→ Problem
Each line of the entries, from the first to the line containing "use thiserror::Error;", is to be transcribed exactly as it stands; include no other lines.
BEGIN
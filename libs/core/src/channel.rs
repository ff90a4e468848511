//! Channel references as configured and the set of channels the relay tracks.

use std::{
    collections::{HashMap, HashSet},
    fmt::{Display, Formatter},
    str::FromStr,
};

use serde::{Deserialize, Serialize};
use thiserror::Error;

/// Prefix Telegram puts in front of channel IDs when they are used as chat IDs.
pub const MARKED_CHANNEL_PREFIX: &str = "-100";

const MARKED_OFFSET: i64 = 1_000_000_000_000;

/// Largest bare channel ID that still has a `-100<id>` chat ID form.
pub const MAX_CHANNEL_ID: i64 = i64::MAX - MARKED_OFFSET;

/// Canonical numeric channel identifier, in the bare form (no `-100` prefix).
///
/// ```
/// use relay_core::ChannelId;
///
/// let id = ChannelId::from_marked(-1001234567890).unwrap();
/// assert_eq!(id, ChannelId(1234567890));
/// assert_eq!(id.marked(), Some(-1001234567890));
/// assert!(ChannelId::from_marked(-4242).is_none());
/// assert!(ChannelId(i64::MAX).marked().is_none());
/// ```
#[derive(Debug, Clone, Copy, PartialEq, Eq, Hash, PartialOrd, Ord, Serialize, Deserialize)]
#[serde(transparent)]
pub struct ChannelId(pub i64);

impl ChannelId {
    /// Converts a chat ID in the `-100<id>` form into a bare channel ID.
    /// Returns `None` for chat IDs that do not belong to a channel.
    pub fn from_marked(chat_id: i64) -> Option<Self> {
        chat_id
            .checked_neg()?
            .checked_sub(MARKED_OFFSET)
            .filter(|id| *id > 0)
            .map(Self)
    }

    /// Chat ID form (`-100<id>`) used by the Bot API, or `None` when the ID
    /// is outside the range that form can hold.
    pub fn marked(self) -> Option<i64> {
        if self.0 <= 0 {
            return None;
        }
        self.0.checked_add(MARKED_OFFSET).map(|v| -v)
    }
}

impl Display for ChannelId {
    fn fmt(&self, f: &mut Formatter<'_>) -> std::fmt::Result {
        write!(f, "{}", self.0)
    }
}

#[derive(Debug, Clone, PartialEq, Eq, Error)]
pub enum ChannelRefError {
    #[error("empty channel reference")]
    Empty,
    #[error("channel reference {0:?} is not a valid handle or channel id")]
    Invalid(String),
}

/// A channel as written in configuration: either a numeric ID or a public handle.
///
/// Handles are stored normalized (no leading `@`, lower-cased).
///
/// ```
/// use relay_core::{ChannelId, ChannelRef};
///
/// assert_eq!("-100555".parse::<ChannelRef>().unwrap(), ChannelRef::Numeric(ChannelId(555)));
/// assert_eq!("@News".parse::<ChannelRef>().unwrap(), ChannelRef::Handle("news".into()));
/// assert_eq!(ChannelRef::Numeric(ChannelId(555)).to_string(), "-100555");
/// ```
#[derive(Debug, Clone, PartialEq, Eq, Hash, Serialize, Deserialize)]
#[serde(try_from = "String", into = "String")]
pub enum ChannelRef {
    Numeric(ChannelId),
    Handle(String),
}

impl ChannelRef {
    pub fn is_numeric(&self) -> bool {
        matches!(self, ChannelRef::Numeric(_))
    }
}

impl FromStr for ChannelRef {
    type Err = ChannelRefError;

    fn from_str(raw: &str) -> Result<Self, Self::Err> {
        let trimmed = raw.trim();
        if trimmed.is_empty() {
            return Err(ChannelRefError::Empty);
        }

        let digits = trimmed
            .strip_prefix(MARKED_CHANNEL_PREFIX)
            .unwrap_or(trimmed);
        if !digits.is_empty() && digits.chars().all(|c| c.is_ascii_digit()) {
            return digits
                .parse::<i64>()
                .ok()
                .filter(|id| (1..=MAX_CHANNEL_ID).contains(id))
                .map(|id| ChannelRef::Numeric(ChannelId(id)))
                .ok_or_else(|| ChannelRefError::Invalid(trimmed.to_string()));
        }

        let handle = normalize_handle(trimmed);
        if handle.is_empty() || !handle.chars().all(|c| c.is_ascii_alphanumeric() || c == '_') {
            return Err(ChannelRefError::Invalid(trimmed.to_string()));
        }
        Ok(ChannelRef::Handle(handle))
    }
}

impl TryFrom<String> for ChannelRef {
    type Error = ChannelRefError;

    fn try_from(value: String) -> Result<Self, Self::Error> {
        value.parse()
    }
}

impl From<ChannelRef> for String {
    fn from(value: ChannelRef) -> Self {
        value.to_string()
    }
}

impl Display for ChannelRef {
    fn fmt(&self, f: &mut Formatter<'_>) -> std::fmt::Result {
        match self {
            ChannelRef::Numeric(id) => write!(f, "{MARKED_CHANNEL_PREFIX}{id}"),
            ChannelRef::Handle(handle) => write!(f, "@{handle}"),
        }
    }
}

/// Which channels the relay was configured to follow.
#[derive(Debug, Clone, PartialEq, Eq, Default)]
pub enum ChannelSelection {
    /// Nothing was configured: every channel the bot sees is followed.
    #[default]
    All,
    /// Only these channels. Stays a list even when every configured entry was
    /// dropped as malformed, in which case nothing is followed.
    Listed(Vec<ChannelRef>),
}

impl ChannelSelection {
    pub fn tracks_all(&self) -> bool {
        matches!(self, ChannelSelection::All)
    }

    pub fn references(&self) -> &[ChannelRef] {
        match self {
            ChannelSelection::All => &[],
            ChannelSelection::Listed(references) => references,
        }
    }
}

/// Strips surrounding whitespace and a leading `@`, and lower-cases the handle.
pub fn normalize_handle(handle: &str) -> String {
    handle.trim().trim_start_matches('@').to_lowercase()
}

#[derive(Debug, Clone, Copy, PartialEq, Eq)]
enum TrackingMode {
    All,
    Listed,
}

/// Channels accepted by the update filter. Built once at startup and shared
/// read-only afterwards.
#[derive(Debug, Clone)]
pub struct TrackedChannelSet {
    mode: TrackingMode,
    ids: HashSet<ChannelId>,
    handles: HashMap<String, ChannelId>,
}

impl TrackedChannelSet {
    /// Accepts every channel message.
    pub fn track_all() -> Self {
        Self {
            mode: TrackingMode::All,
            ids: HashSet::new(),
            handles: HashMap::new(),
        }
    }

    /// Accepts only channels added with [`insert_id`](Self::insert_id) or
    /// [`insert_handle`](Self::insert_handle). An empty listed set accepts nothing.
    pub fn listed() -> Self {
        Self {
            mode: TrackingMode::Listed,
            ..Self::track_all()
        }
    }

    pub fn insert_id(&mut self, id: ChannelId) {
        self.ids.insert(id);
    }

    pub fn insert_handle(&mut self, handle: &str, id: ChannelId) {
        self.handles.insert(normalize_handle(handle), id);
        self.ids.insert(id);
    }

    pub fn tracks_all(&self) -> bool {
        self.mode == TrackingMode::All
    }

    pub fn len(&self) -> usize {
        self.ids.len()
    }

    pub fn is_empty(&self) -> bool {
        self.ids.is_empty() && self.handles.is_empty()
    }

    pub fn contains_id(&self, id: ChannelId) -> bool {
        self.ids.contains(&id)
    }

    pub fn contains_handle(&self, handle: &str) -> bool {
        self.handles.contains_key(&normalize_handle(handle))
    }

    /// True when a message from channel `id` (currently known as `handle`) should be kept.
    pub fn matches(&self, id: ChannelId, handle: Option<&str>) -> bool {
        self.tracks_all()
            || self.contains_id(id)
            || handle.is_some_and(|h| self.contains_handle(h))
    }
}

#[cfg(test)]
mod tests {
    use super::*;

    #[test]
    fn parses_numeric_forms() {
        assert_eq!(
            "-1001234".parse::<ChannelRef>().unwrap(),
            ChannelRef::Numeric(ChannelId(1234))
        );
        assert_eq!(
            " 1234 ".parse::<ChannelRef>().unwrap(),
            ChannelRef::Numeric(ChannelId(1234))
        );
    }

    #[test]
    fn parses_handles_case_insensitively() {
        assert_eq!(
            "@Durov_News".parse::<ChannelRef>().unwrap(),
            ChannelRef::Handle("durov_news".into())
        );
        assert_eq!(
            "news".parse::<ChannelRef>().unwrap(),
            ChannelRef::Handle("news".into())
        );
    }

    #[test]
    fn rejects_blank_and_garbage() {
        assert_eq!("  ".parse::<ChannelRef>(), Err(ChannelRefError::Empty));
        assert!(matches!(
            "-42".parse::<ChannelRef>(),
            Err(ChannelRefError::Invalid(_))
        ));
        assert!(matches!(
            "@".parse::<ChannelRef>(),
            Err(ChannelRefError::Invalid(_))
        ));
        assert!(matches!(
            "https://t.me/news".parse::<ChannelRef>(),
            Err(ChannelRefError::Invalid(_))
        ));
    }

    #[test]
    fn out_of_range_ids_are_rejected() {
        for raw in [
            "-1009223372036854775807",
            "9223372036854775807",
            "99999999999999999999",
            "-1000",
        ] {
            assert!(
                matches!(raw.parse::<ChannelRef>(), Err(ChannelRefError::Invalid(_))),
                "{raw} should be rejected"
            );
        }
        let largest = format!("-100{MAX_CHANNEL_ID}");
        assert_eq!(
            largest.parse::<ChannelRef>().unwrap(),
            ChannelRef::Numeric(ChannelId(MAX_CHANNEL_ID))
        );
    }

    #[test]
    fn marked_conversions_never_overflow() {
        assert_eq!(ChannelId::from_marked(i64::MIN), None);
        assert_eq!(ChannelId::from_marked(-MARKED_OFFSET), None);
        assert_eq!(ChannelId::from_marked(0), None);
        assert_eq!(ChannelId(i64::MAX).marked(), None);
        assert_eq!(ChannelId(0).marked(), None);
        assert_eq!(ChannelId(MAX_CHANNEL_ID).marked(), Some(-i64::MAX));
        assert_eq!(
            ChannelId::from_marked(-i64::MAX),
            Some(ChannelId(MAX_CHANNEL_ID))
        );
    }

    #[test]
    fn selection_exposes_configured_references() {
        assert!(ChannelSelection::default().tracks_all());
        assert!(ChannelSelection::All.references().is_empty());
        let listed = ChannelSelection::Listed(Vec::new());
        assert!(!listed.tracks_all());
        assert!(listed.references().is_empty());
    }

    #[test]
    fn channel_ref_serde_uses_display_form() {
        let refs: Vec<ChannelRef> = serde_json::from_str(r#"["-100555", "@news"]"#).unwrap();
        assert_eq!(refs[0], ChannelRef::Numeric(ChannelId(555)));
        assert_eq!(
            serde_json::to_string(&refs).unwrap(),
            r#"["-100555","@news"]"#
        );
    }

    #[test]
    fn listed_set_matches_ids_and_handles() {
        let mut set = TrackedChannelSet::listed();
        set.insert_id(ChannelId(555));
        set.insert_handle("@News", ChannelId(777));

        assert!(set.matches(ChannelId(555), Some("renamed")));
        assert!(set.matches(ChannelId(777), None));
        assert!(set.matches(ChannelId(1), Some("NEWS")));
        assert!(!set.matches(ChannelId(999), Some("other")));
        assert!(!set.matches(ChannelId(999), None));
    }

    #[test]
    fn empty_listed_set_rejects_everything() {
        let set = TrackedChannelSet::listed();
        assert!(set.is_empty());
        assert!(!set.matches(ChannelId(1), Some("any")));
    }

    #[test]
    fn track_all_matches_anything() {
        let set = TrackedChannelSet::track_all();
        assert!(set.tracks_all());
        assert!(set.matches(ChannelId(42), None));
    }
}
END
→ Task answer
filename libs/core/src/channel.rs
repository ff90a4e468848511
//! Channel references as configured and the set of channels the relay tracks.

use std::{
    collections::{HashMap, HashSet},
    fmt::{Display, Formatter},
    str::FromStr,
};

use serde::{Deserialize, Serialize};
use thiserror::Error;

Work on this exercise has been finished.